What you should do
Search the material for "second" and show all lines that contain it.

=-=-=-=-=

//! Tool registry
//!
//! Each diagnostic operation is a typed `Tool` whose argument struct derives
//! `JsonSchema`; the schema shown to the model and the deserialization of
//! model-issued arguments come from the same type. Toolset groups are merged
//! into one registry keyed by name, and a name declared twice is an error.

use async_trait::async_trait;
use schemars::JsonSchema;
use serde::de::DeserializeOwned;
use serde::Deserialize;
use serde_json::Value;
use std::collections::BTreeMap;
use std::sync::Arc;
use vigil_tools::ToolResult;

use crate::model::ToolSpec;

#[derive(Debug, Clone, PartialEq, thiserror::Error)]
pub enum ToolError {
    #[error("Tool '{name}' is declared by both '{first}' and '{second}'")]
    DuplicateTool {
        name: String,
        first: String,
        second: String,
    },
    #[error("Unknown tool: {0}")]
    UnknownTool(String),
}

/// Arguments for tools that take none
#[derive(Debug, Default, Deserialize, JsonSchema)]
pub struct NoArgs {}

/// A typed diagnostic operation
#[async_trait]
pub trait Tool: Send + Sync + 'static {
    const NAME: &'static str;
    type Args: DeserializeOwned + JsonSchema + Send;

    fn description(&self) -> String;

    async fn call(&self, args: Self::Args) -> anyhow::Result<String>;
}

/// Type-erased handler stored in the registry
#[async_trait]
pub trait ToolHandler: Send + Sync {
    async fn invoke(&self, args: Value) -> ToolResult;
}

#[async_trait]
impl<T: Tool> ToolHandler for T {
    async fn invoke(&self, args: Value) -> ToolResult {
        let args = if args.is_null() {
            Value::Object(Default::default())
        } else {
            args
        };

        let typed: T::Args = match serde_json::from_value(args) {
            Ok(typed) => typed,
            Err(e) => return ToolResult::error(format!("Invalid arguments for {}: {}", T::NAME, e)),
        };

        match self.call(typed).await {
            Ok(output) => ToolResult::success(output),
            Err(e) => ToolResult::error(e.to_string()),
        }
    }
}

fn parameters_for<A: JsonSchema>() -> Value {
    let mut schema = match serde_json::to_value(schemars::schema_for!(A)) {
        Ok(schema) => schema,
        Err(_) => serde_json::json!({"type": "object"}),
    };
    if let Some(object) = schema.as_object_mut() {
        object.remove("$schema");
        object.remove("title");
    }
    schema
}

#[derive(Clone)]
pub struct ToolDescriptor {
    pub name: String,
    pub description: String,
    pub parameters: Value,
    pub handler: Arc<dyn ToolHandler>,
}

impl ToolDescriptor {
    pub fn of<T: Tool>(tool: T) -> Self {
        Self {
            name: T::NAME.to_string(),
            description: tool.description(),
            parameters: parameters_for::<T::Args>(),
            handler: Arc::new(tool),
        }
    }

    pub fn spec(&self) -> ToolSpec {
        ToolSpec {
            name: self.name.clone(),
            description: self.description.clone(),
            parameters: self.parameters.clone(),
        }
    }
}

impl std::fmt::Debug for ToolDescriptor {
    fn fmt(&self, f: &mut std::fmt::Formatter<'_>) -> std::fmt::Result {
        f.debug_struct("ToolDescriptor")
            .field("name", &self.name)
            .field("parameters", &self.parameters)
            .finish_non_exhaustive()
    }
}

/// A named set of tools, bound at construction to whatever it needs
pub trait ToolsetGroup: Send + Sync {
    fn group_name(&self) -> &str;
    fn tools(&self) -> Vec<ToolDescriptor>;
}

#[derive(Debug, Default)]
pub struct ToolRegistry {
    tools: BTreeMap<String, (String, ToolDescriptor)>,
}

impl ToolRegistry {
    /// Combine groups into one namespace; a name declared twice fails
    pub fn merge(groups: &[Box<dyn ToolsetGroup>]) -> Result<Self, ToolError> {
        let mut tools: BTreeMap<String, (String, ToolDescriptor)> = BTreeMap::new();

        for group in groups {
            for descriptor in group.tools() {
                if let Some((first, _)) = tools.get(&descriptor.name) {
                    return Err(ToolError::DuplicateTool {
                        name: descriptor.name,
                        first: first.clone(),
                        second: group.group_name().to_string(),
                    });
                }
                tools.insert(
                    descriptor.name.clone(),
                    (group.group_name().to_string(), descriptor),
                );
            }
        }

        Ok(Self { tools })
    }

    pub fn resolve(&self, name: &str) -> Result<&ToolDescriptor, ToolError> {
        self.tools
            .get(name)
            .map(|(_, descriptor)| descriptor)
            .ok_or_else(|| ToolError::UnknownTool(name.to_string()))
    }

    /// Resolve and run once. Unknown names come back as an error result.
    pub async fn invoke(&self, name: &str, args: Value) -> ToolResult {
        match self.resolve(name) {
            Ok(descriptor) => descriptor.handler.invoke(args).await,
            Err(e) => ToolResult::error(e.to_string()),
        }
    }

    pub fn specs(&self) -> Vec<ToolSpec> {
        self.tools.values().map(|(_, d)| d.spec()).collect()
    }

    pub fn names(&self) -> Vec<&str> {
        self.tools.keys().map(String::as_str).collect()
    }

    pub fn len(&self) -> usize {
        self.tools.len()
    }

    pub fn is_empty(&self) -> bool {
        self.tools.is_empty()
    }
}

=-=-=-=-=

Response
    #[error("Tool '{name}' is declared by both '{first}' and '{second}'")]
        second: String,
                        second: group.group_name().to_string(),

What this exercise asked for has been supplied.